Does moving closer to the target reduce first passage time

Question

Given a finite graph $G$ and two vertices $v, w \in G$, denote the mean first passage time from $v$ to $w$ by $T(v, w)$. If $u$ is a neighbour of $v$ and $u$ is closer to $w$ than $v$ (in the sense of graph distance) is it true that $T(u,w) \leq T(v,w)$?

Answer 1

I presume you're talking about a simple random walk, where from a given vertex you go to any neighbour of that vertex with equal probabilities.

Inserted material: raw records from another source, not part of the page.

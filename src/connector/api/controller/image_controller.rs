use std::path::{Path, PathBuf};

use anyhow::{Context, Result};
use base64::Engine as _;
use tracing::info;

use crate::domain::ImageRequest;

use super::super::Container;

pub struct ImageController<'a> {
    container: &'a Container,
}

impl<'a> ImageController<'a> {
    pub fn new(container: &'a Container) -> Self {
        Self { container }
    }

    /// Generate an image and write the decoded PNG to `output`.
    pub async fn generate(
        &self,
        prompt: String,
        output: PathBuf,
        size: Option<String>,
    ) -> Result<String> {
        let mut request = ImageRequest::from_fields(Some(prompt.as_str()))?;
        if let Some(size) = size {
            request = request.with_size(size);
        }

        let use_case = self.container.image_use_case();
        let encoded = use_case.execute(&request).await?;
        let bytes = write_png(&encoded, &output).await?;

        info!(path = %output.display(), bytes, "Image written");
        Ok(format!("Saved {} ({} bytes)", output.display(), bytes))
    }
}

pub(crate) async fn write_png(encoded: &str, path: &Path) -> Result<usize> {
    let bytes = base64::engine::general_purpose::STANDARD
        .decode(encoded.trim())
        .context("image data is not valid base64")?;
    tokio::fs::write(path, &bytes)
        .await
        .with_context(|| format!("failed to write {}", path.display()))?;
    Ok(bytes.len())
}
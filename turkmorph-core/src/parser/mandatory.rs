//! Transitions a freshly seeded path must take before the search starts

use super::applier::SuffixApplier;
use crate::error::{CoreError, Result};
use crate::lexicon::PrimaryPos;
use crate::morpheme::MorphemeContainer;
use crate::morphotactics::{Condition, StateId, StateInfo, SuffixForm};
use std::sync::Arc;

#[derive(Debug, Clone)]
struct Step {
    form: Arc<SuffixForm>,
    target: StateInfo,
}

#[derive(Debug, Clone)]
struct Rule {
    condition: Condition,
    source: StateId,
    steps: Vec<Step>,
}

/// Forces roots that only exist before a specific suffix chain through it.
///
/// A progressive-vowel-drop stem like "başl" (başlamak) is only valid in
/// front of the progressive, so it is moved through Pos + Prog(`Iyor`)
/// immediately.
#[derive(Debug, Clone)]
pub struct MandatoryTransitionApplier {
    applier: SuffixApplier,
    rules: Vec<Rule>,
}

impl MandatoryTransitionApplier {
    /// Resolve the rules against the applier's graph
    pub fn new(applier: SuffixApplier) -> Result<Self> {
        let graph = Arc::clone(applier.graph());
        let step = |suffix: &str, template: &str, target: &str| -> Result<Step> {
            let form = graph
                .suffix_form(suffix, template)
                .ok_or_else(|| CoreError::UnknownSuffix {
                    name: format!("{suffix}({template})"),
                })?;
            Ok(Step {
                form,
                target: graph.info(graph.state_id(target)?),
            })
        };

        let progressive_vowel_drop = Rule {
            condition: Condition::RootHasPrimaryPos(PrimaryPos::Verb)
                & Condition::RootHasProgressiveVowelDrop,
            source: graph.state_id("VERB_ROOT")?,
            steps: vec![
                step("Pos", "", "VERB_WITH_POLARITY")?,
                step("Prog", "Iyor", "VERB_WITH_TENSE")?,
            ],
        };

        Ok(Self {
            applier,
            rules: vec![progressive_vowel_drop],
        })
    }

    /// Apply the matching rule to every container.
    ///
    /// Containers no rule matches pass through unchanged; a container a rule
    /// matches but whose surface does not carry the forced forms is dropped.
    ///
    /// # Panics
    ///
    /// When a matching rule's suffix is not allowed on the path, which means
    /// the rule contradicts the graph.
    pub fn apply(
        &self,
        containers: Vec<MorphemeContainer>,
        input: &str,
    ) -> Vec<MorphemeContainer> {
        containers
            .into_iter()
            .filter_map(|container| self.apply_one(container, input))
            .collect()
    }

    fn apply_one(&self, container: MorphemeContainer, input: &str) -> Option<MorphemeContainer> {
        let Some(rule) = self.rules.iter().find(|rule| {
            container.last_state().id == rule.source && rule.condition.is_satisfied_by(&container)
        }) else {
            return Some(container);
        };

        let mut current = container;
        for step in &rule.steps {
            assert!(
                self.applier
                    .transition_allowed_for_suffix(&current, step.form.suffix),
                "mandatory suffix {} is not allowed after {:?}",
                self.applier.graph().suffix(step.form.suffix).name,
                current
            );
            current = self.applier.try_suffix_form(
                &current,
                Arc::clone(&step.form),
                step.target,
                input,
            )?;
        }
        Some(current)
    }
}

Consider a situation like this:

Vertex $u$ is closer to the target $w$ than $v$, but if you go from $v$ to $u$ you're very likely to go next into the mess at the top of the picture and stay there for a very long time before you ever get to $w$, while if you go from $v$ to one of the vertices below it you have probability $1/2$ to get to $w$ on the next move. In fact, if the degree of $v$ is $d$, we have

$$T(v,w) = 1 + \dfrac{T(u,w)}{d} + \dfrac{d-1}{d} (1 + T(v,w)/2)$$

so that

$$T(v,w) = \dfrac{2 T(u,w)}{d+1} + \dfrac{4d-2}{d+1}$$

which is less than $T(u,w)$ if $T(u,w) > (4d-2)/(d-1)$.